» **SOURCE DATA**:
..........

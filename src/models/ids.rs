//! Typed identifiers for catalog entities.
//!
//! Every entity gets its own UUID-backed newtype so that a record id can
//! never be passed where a model id is expected. Identifiers serialize as
//! plain hyphenated UUID strings.

use std::fmt;
use std::str::FromStr;

use serde::{Deserialize, Serialize};
use uuid::Uuid;

macro_rules! uuid_id {
    ($(#[$meta:meta])* $name:ident) => {
        $(#[$meta])*
        #[derive(Debug, Clone, Copy, PartialEq, Eq, Hash, Serialize, Deserialize)]
        #[serde(transparent)]
        pub struct $name(Uuid);

        impl $name {
            /// Generates a new random identifier.
            #[allow(clippy::new_without_default)]
            #[must_use]
            pub fn new() -> Self {
                Self(Uuid::new_v4())
            }

            /// Wraps an existing UUID.
            #[must_use]
            pub const fn from_uuid(id: Uuid) -> Self {
                Self(id)
            }

            /// Returns the underlying UUID.
            #[must_use]
            pub const fn into_inner(self) -> Uuid {
                self.0
            }
        }

        impl fmt::Display for $name {
            fn fmt(&self, f: &mut fmt::Formatter<'_>) -> fmt::Result {
                self.0.fmt(f)
            }
        }

        impl FromStr for $name {
            type Err = uuid::Error;

            fn from_str(s: &str) -> Result<Self, Self::Err> {
                Uuid::parse_str(s).map(Self)
            }
        }

        impl From<Uuid> for $name {
            fn from(id: Uuid) -> Self {
                Self(id)
            }
        }
    };
}

uuid_id!(
    /// Identifier of a model definition.
    ModelId
);

uuid_id!(
    /// Identifier of a field within a model.
    FieldId
);

uuid_id!(
    /// Identifier of a record stored in a model's table.
    RecordId
);

uuid_id!(
    /// Identifier of a link definition between two models.
    ModelLinkId
);

uuid_id!(
    /// Identifier of a single record-to-record link.
    RecordLinkId
);

uuid_id!(
    /// Identifier of an account interacting with the engine.
    UserId
);

uuid_id!(
    /// Identifier of a permission grant row.
    PermissionId
);

#[cfg(test)]
mod tests {
    use super::*;

    #[test]
    fn test_ids_are_unique() {
        let a = ModelId::new();
        let b = ModelId::new();
        assert_ne!(a, b);
    }

    #[test]
    fn test_display_round_trips() {
        let id = RecordId::new();
        let parsed: RecordId = id.to_string().parse().unwrap();
        assert_eq!(id, parsed);
    }

    #[test]
    fn test_rejects_malformed_input() {
        assert!("not-a-uuid".parse::<FieldId>().is_err());
        assert!("".parse::<ModelLinkId>().is_err());
    }

    #[test]
    fn test_serializes_as_plain_string() {
        let id = UserId::new();
        let json = serde_json::to_string(&id).unwrap();
        assert_eq!(json, format!("\"{id}\""));

        let back: UserId = serde_json::from_str(&json).unwrap();
        assert_eq!(id, back);
    }
}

..........

» **DIRECTIONS**: When a line of the material holds "Deserialize", count it once, and then give the final number alone.

» **EXERCISE SOLUTION**: 2